AGREEMENT

         AGREEMENT, effective the 30th day of April, 1999, between Philip Morris
Companies Inc., a corporation organized and existing under the laws of the
Commonwealth of Virginia, (the "Company") and Murray H. Bring (the
"Consultant").

         WHEREAS, Consultant is currently employed by the Company, holds the
position of Vice Chairman, External Affairs and General Counsel and provides the
Company with general business advice and expert legal counsel;

         WHEREAS, the Company wishes to retain the services of Consultant as a
consultant after his retirement from the Company on the terms herein provided;

         WHEREAS, Consultant is willing to provide consulting services to the
Company on the terms herein provided;

         NOW, THEREFORE, in consideration of the premises and of the mutual
agreements contained herein, the parties agree as follows:

     1)   During the three-year term commencing May 8, 2000 and ending May 7,
          2003 (the "Consulting Term"), Consultant shall make himself available
          at reasonable times to provide business consulting services to the
          officers, directors and other representatives of the Company as
          reasonably requested by the Chairman and Chief Executive Officer of
          the Company (hereafter, the "Executive"). It is understood that this
          paragraph will require Consultant to provide consultation regarding
          strategic planning initiatives and other aspects of the Company's
          business which may require the Company to disclose to Consultant
          secret, proprietary and confidential information concerning the
          Company and its business affairs. It is further understood that this
          undertaking shall not, without Consultant's consent, require his
          presence outside of the Metropolitan New York City area.

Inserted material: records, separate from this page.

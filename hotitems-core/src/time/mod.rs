//! Event-time progress: watermark generation, multi-input alignment, and
//! event-time timers.

use std::collections::{BTreeMap, BTreeSet};

use crate::types::{EventTime, Watermark};

mod timer_service;
mod tracker;
mod watermark;

pub use timer_service::*;
pub use tracker::*;
pub use watermark::*;

#[cfg(test)]
#[path = "tests/time_tests.rs"]
mod tests;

     2)   For the consulting services provided pursuant to paragraph 1, the
          Company shall pay Consultant an annual retainer of $50,000, payable at
          the end of each year of the Consulting Term, and provide Consultant at
          Company expense the following:

          a)   an office in New York City, appropriate secretarial service, all
               necessary office supplies, and appropriate furniture and
               decorative items for such office;

          b)   the security arrangements currently in existence or their
               equivalent at Consultant's residences in New York City and on
               Long Island, New York;

<PAGE>

          c)   reasonable access to Company facilities, including the Dining
               Rooms, Fitness Center and the Company doctor;

          d)   $10,000 of financial counseling for the year 2000;

          e)   use of a telephone calling card; and

          f)   a Company car, garage expenses for a Company-provided car, and
               Company-paid driver or assistance in obtaining automobile or
               limousine transportation when Consultant reasonably requests it.
               Any cost incurred by the Company in this regard shall be limited
               to and applied against the retainer provided for in this
               paragraph 2. Any transportation costs in excess of the retainer
               provided for in this paragraph 2 shall be borne by Consultant.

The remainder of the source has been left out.